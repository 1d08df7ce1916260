//! JWT Token Handler
//! Mission: Validate bearer tokens and extract the caller's principal

use anyhow::{Context, Result};
use chrono::Utc;
use jsonwebtoken::{decode, encode, DecodingKey, EncodingKey, Header, Validation};
use serde::{Deserialize, Serialize};
use tracing::debug;

/// Claims carried by an admin session token.
#[derive(Debug, Clone, Serialize, Deserialize)]
pub struct Claims {
    pub sub: String,
    pub email: String,
    pub exp: usize,
}

impl Claims {
    /// Normalized principal used against the allow-list.
    pub fn principal(&self) -> String {
        self.email.trim().to_lowercase()
    }
}

/// Validates tokens issued by the external auth service (shared secret).
pub struct JwtHandler {
    secret: String,
}

impl JwtHandler {
    pub fn new(secret: String) -> Self {
        Self { secret }
    }

    /// Validate a token and extract its claims.
    pub fn validate_token(&self, token: &str) -> Result<Claims> {
        let decoded = decode::<Claims>(
            token,
            &DecodingKey::from_secret(self.secret.as_bytes()),
            &Validation::default(),
        )
        .context("Invalid or expired token")?;

        debug!("Validated token for {}", decoded.claims.email);

        Ok(decoded.claims)
    }

    /// Mint a token for `email`. Operational tooling and tests only; the
    /// production issuer is the external auth service sharing this secret.
    pub fn issue_token(&self, email: &str, ttl_hours: i64) -> Result<String> {
        let expiration = Utc::now()
            .checked_add_signed(chrono::Duration::hours(ttl_hours))
            .context("Invalid timestamp")?
            .timestamp() as usize;

        let claims = Claims {
            sub: email.to_string(),
            email: email.to_string(),
            exp: expiration,
        };

        encode(
            &Header::default(),
            &claims,
            &EncodingKey::from_secret(self.secret.as_bytes()),
        )
        .context("Failed to sign token")
    }
}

◆ **Work instructions**: Wherever the string "Validation" appears in a line above, copy that line.

◆ **Answer to the exercise**:
use jsonwebtoken::{decode, encode, DecodingKey, EncodingKey, Header, Validation};
            &Validation::default(),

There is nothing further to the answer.